AMENDMENT NO. 1

TO TENDER OFFER AND STANDSTILL AGREEMENT

 

This Amendment No. 1 (the "Amendment") to the Tender Offer and Standstill Agreement dated August 23, 2023, (the "Agreement"), by and among MFS High Yield Municipal Trust (the “Fund”) and Massachusetts Financial Services Company (“MFS” and, together with the Fund, the “Fund Parties”) and Bulldog Investors, LLP (d/b/a Bulldog Investors) and its employees and “affiliated persons” (as that term is defined in the Investment Company Act of 1940, as amended) (collectively, “Bulldog”) (the Fund Parties and Bulldog are collectively referred to as the “Parties”), on behalf of Special Opportunities Fund and any other clients of Bulldog which have an interest in the Fund (or may have an interest in the Fund for the duration of the Agreement) and for which Bulldog has discretionary authority to act on their behalf.

 

WHEREAS, pursuant to Section 9 of the Agreement, the Agreement may be amended only by a written instrument signed by the Parties; and

 

WHEREAS, the Parties desire to amend the Agreement to, among other things, extend the term of the Agreement and certain provisions thereof as set forth below.

 

NOW THEREFORE, in consideration of the foregoing and the mutual covenants herein contained, the Parties hereby agree as follows:

 

1.Section 1(c) of the Agreement is hereby deleted and replaced in its entirety with the following:

 

“(c) The Board of Trustees of the Fund shall approve a liquidity event for the Fund (the “Liquidity Event”), unless the Average Trading Discount (as defined below) of the Shares is equal to or less than 7.50% for the entirety of a Trigger Period (as defined below), in which case such approval of the Liquidity Event shall not be required.
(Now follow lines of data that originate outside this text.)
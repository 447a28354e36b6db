use crate::lexicon::{Lexicon, NodeId};
use crate::tiles::{Letter, LetterCounts, Rack};
use crate::tileset::word_score;
use std::convert::TryFrom;

/// A word that can be formed from a rack, with its score.
#[derive(Debug, Clone, PartialEq, Eq)]
pub struct Suggestion {
    pub word: String,
    pub score: u32,
}

/// Searches a [`Lexicon`] for the words that can be formed with the letters of a rack.
///
/// The search walks the trie depth first. An edge is only followed if the
/// rack still has a tile for its label; the tile is taken before and put back
/// after visiting the child. Children are visited in alphabetical order, so
/// the results are deterministic.
#[derive(Debug, Clone, Copy)]
pub struct WordFinder<'a> {
    lexicon: &'a Lexicon,
}

impl<'a> WordFinder<'a> {
    pub fn new(lexicon: &'a Lexicon) -> WordFinder<'a> {
        WordFinder { lexicon }
    }

    /// Find the highest scoring word that can be formed with the letters of `rack`.
    ///
    /// Each tile is used at most once. If several words have the best score, the
    /// first one found wins: that is the alphabetically smallest, a prefix coming
    /// before its extensions.
    /// Returns None if no word can be formed.
    /// ## Examples
    /// ```
    /// use wordgame_engine::{Lexicon, Rack, WordFinder, Error};
    /// let lexicon = Lexicon::from_words(&["cat", "car", "card"]);
    /// let rack: Rack = "CARDT".parse()?;
    /// let best = WordFinder::new(&lexicon).best_word(&rack).unwrap();
    /// assert_eq!((best.word.as_str(), best.score), ("CARD", 7));
    /// # Ok::<(), Error>(())
    /// ```
    pub fn best_word(&self, rack: &Rack) -> Option<Suggestion> {
        let mut best: Option<Suggestion> = None;
        self.search(rack, &mut |word| {
            let score = word_score(word);
            if best.as_ref().map_or(true, |b| score > b.score) {
                best = Some(Suggestion {
                    word: String::from(word),
                    score,
                });
            }
        });
        tracing::debug!("best word for [{}]: {:?}", rack, best);
        best
    }

    /// Return all words that can be formed with the letters of `rack`, in search order.
    pub fn all_words(&self, rack: &Rack) -> Vec<Suggestion> {
        let mut words = Vec::new();
        self.search(rack, &mut |word| {
            words.push(Suggestion {
                word: String::from(word),
                score: word_score(word),
            })
        });
        words
    }

    fn search<F: FnMut(&str)>(&self, rack: &Rack, visit: &mut F) {
        let mut counts = rack.counts();
        let mut word = String::new();
        self.visit_node(Lexicon::ROOT, &mut counts, &mut word, visit);
    }

    fn visit_node<F: FnMut(&str)>(
        &self,
        node: NodeId,
        counts: &mut LetterCounts,
        word: &mut String,
        visit: &mut F,
    ) {
        if !word.is_empty() && self.lexicon.is_terminal(node) {
            visit(word);
        }
        for (c, child) in self.lexicon.children(node) {
            let letter = match Letter::try_from(c) {
                Ok(letter) => letter,
                Err(_) => continue,
            };
            if counts.take(letter) {
                word.push(c);
                self.visit_node(child, counts, word, visit);
                word.pop();
                counts.add(letter);
            }
        }
    }
}

#[cfg(test)]
mod tests {
    use super::*;
    use crate::tiles::encode;
    use anyhow::Result;

    const WORDS: &[&str] = &[
        "af", "ah", "al", "aar", "aas", "bi", "bo", "bar", "bes", "bel", "belt", "cat", "car",
        "card", "città",
    ];

    fn best(lexicon: &Lexicon, rack: &str) -> Result<Option<Suggestion>> {
        Ok(WordFinder::new(lexicon).best_word(&rack.parse()?))
    }

    #[test]
    fn test_best_word() -> Result<()> {
        let lexicon = Lexicon::from_words(&["CAT", "CAR", "CARD"]);
        let s = best(&lexicon, "CARDT")?.unwrap();
        assert_eq!(s.word, "CARD");
        assert_eq!(s.score, 7);
        Ok(())
    }

    #[test]
    fn test_no_word() -> Result<()> {
        let lexicon = Lexicon::from_words(WORDS);
        assert_eq!(best(&lexicon, "")?, None);
        assert_eq!(best(&lexicon, "XYZ")?, None);
        assert_eq!(best(&Lexicon::new(), "ABC")?, None);
        Ok(())
    }

    #[test]
    fn test_tiles_used_once() -> Result<()> {
        let lexicon = Lexicon::from_words(WORDS);
        // "aar" needs two A's
        let words = WordFinder::new(&lexicon).all_words(&"ARS".parse()?);
        assert!(words.is_empty());
        let words = WordFinder::new(&lexicon).all_words(&"AARS".parse()?);
        let words: Vec<&str> = words.iter().map(|s| s.word.as_str()).collect();
        assert_eq!(words, vec!["AAR", "AAS"]);
        Ok(())
    }

    #[test]
    fn test_tie_break() -> Result<()> {
        // BEL and BES both score 5; BEL comes first alphabetically
        let lexicon = Lexicon::from_words(&["bes", "bel"]);
        assert_eq!(best(&lexicon, "SLEB")?.unwrap().word, "BEL");
        Ok(())
    }

    #[test]
    fn test_all_words_order() -> Result<()> {
        let lexicon = Lexicon::from_words(WORDS);
        let words = WordFinder::new(&lexicon).all_words(&"BELTAHF".parse()?);
        let words: Vec<&str> = words.iter().map(|s| s.word.as_str()).collect();
        assert_eq!(words, vec!["AF", "AH", "AL", "BEL", "BELT"]);
        Ok(())
    }

    #[test]
    fn test_producible_and_maximal() -> Result<()> {
        let lexicon = Lexicon::from_words(WORDS);
        let finder = WordFinder::new(&lexicon);
        for rack in &["ABELRST", "CATRDAI", "HALFBOI", "SABE", "TCIAT", "Q"] {
            let rack: Rack = rack.parse()?;
            // brute force over the word list, without walking the lexicon
            let max_score = WORDS
                .iter()
                .filter(|word| match encode(word) {
                    Ok(letters) => {
                        let needed: LetterCounts = letters.into_iter().collect();
                        needed.is_subset(&rack.counts())
                    }
                    Err(_) => false,
                })
                .map(|word| word_score(word))
                .max();
            let best = finder.best_word(&rack);
            if let Some(best) = &best {
                assert!(lexicon.contains(&best.word));
                let needed: LetterCounts = encode(&best.word)?.into_iter().collect();
                assert!(needed.is_subset(&rack.counts()));
            }
            assert_eq!(best.map(|s| s.score), max_score, "rack {}", rack);
        }
        Ok(())
    }

    #[test]
    fn test_non_letter_edges_skipped() -> Result<()> {
        // "CITTÀ" has an edge that no tile can match
        let lexicon = Lexicon::from_words(WORDS);
        let words = WordFinder::new(&lexicon).all_words(&"CITTAA".parse()?);
        assert!(words.iter().all(|s| s.word != "CITTÀ"));
        Ok(())
    }
}
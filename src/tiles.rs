//! Basic types for working with letter tiles.
mod cell;
mod counts;
mod letter;
mod rack;

pub use cell::Cell;
pub use counts::LetterCounts;
pub use letter::{encode, Letter};
pub use rack::{Rack, RACK_SIZE};
//! A word game engine for Rust.
//! <br>
//! This crate checks words against a dictionary, places them on a 15x15 board
//! using the letter tiles of a player, and suggests the highest scoring word a
//! player can form with the tiles on the rack.
//!
//! The dictionary is stored in a [`Lexicon`], a trie over uppercase letters.
//! The [`WordFinder`] walks the trie depth first, following only the letters
//! that are still on the rack, so it visits exactly the words that can be
//! formed from the rack. Premium squares and words crossing the played word
//! are not taken into account: the score of a word is the sum of its
//! [letter points](crate::TILESET).
//!
//! # Basic usage
//!  ```
//! # use wordgame_engine::{Board, Error, Lexicon, Orientation, Rack, WordFinder, word_score};
//! let lexicon = Lexicon::from_words(&["cat", "car", "card"]);
//! let mut rack: Rack = "CARDTXX".parse()?;
//! let best = WordFinder::new(&lexicon).best_word(&rack).unwrap();
//! assert_eq!(best.word, "CARD");
//!
//! let mut board = Board::default();
//! assert!(lexicon.contains(&best.word));
//! board.place_word(&best.word, 7, 7, Orientation::Horizontal, &mut rack)?;
//! assert_eq!(word_score(&best.word), 7);
//! assert_eq!(rack.to_string(), "T X X");
//! println!("{}", board);
//! # Ok::<(), Error>(())
//! ```
mod board;
mod error;
mod finder;
mod game;
mod lexicon;
mod tilebag;
mod tiles;
mod tileset;

pub use crate::board::{Board, Orientation, Placement, BOARD_SIZE};
pub use crate::error::Error;
pub use crate::finder::{Suggestion, WordFinder};
pub use crate::game::{Game, Player};
pub use crate::lexicon::{Lexicon, NodeId};
pub use crate::tilebag::TileBag;
pub use crate::tiles::{encode, Cell, Letter, LetterCounts, Rack, RACK_SIZE};
pub use crate::tileset::{letter_points, points, word_score, TILESET};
For avoidance of doubt, if the Average Trading Discount of the Shares is equal to or less than 7.50% for the entirety of a Trigger Period, this Section 1(c) will not require any further action by the Fund’s Board of Trustees, the Fund or MFS.

 

“Trigger Period” means any consecutive 30 calendar day period occurring between July 15, 2025 and December 31, 2025. Each Trigger Period shall commence as of 12:01 a.m. EST on the first calendar day and shall end as of 11:59 p.m. EST on the 30th calendar day of such period.

 

“Average Trading Discount” means the simple average of the trading discounts (and premiums, as the case may be) of the Shares on each day the NYSE is open for trading (each a “Business Day”) during a Trigger Period, with the trading discount (or premium) on each Business Day equal to the percentage difference between the NAV of the Shares and the trading price of the Shares as of the close of regular trading on the NYSE on such Business Day (the “closing price”), with a trading price below NAV expressed as a positive percentage (i.e., percentage discount) and a trading price above NAV as a negative percentage (i.e., percentage premium).1 MFS shall perform such calculations as soon as practical after each Business Day during a Trigger Period in good faith and on a consistent basis using the Fund’s published daily NAV calculations and the closing price of the Shares as published by Bloomberg.

 

 

1 For example, if the closing price of the Shares is $6 and the NAV $8 on a Business Day, and the closing price of the Shares is $11 and the NAV $10 on the next Business Day, the Average Trading Discount for those two Business Days would be 7.5%, which is the simple average of a 25% discount on the first Business Day and a 10% premium (-10%) on the second Business Day.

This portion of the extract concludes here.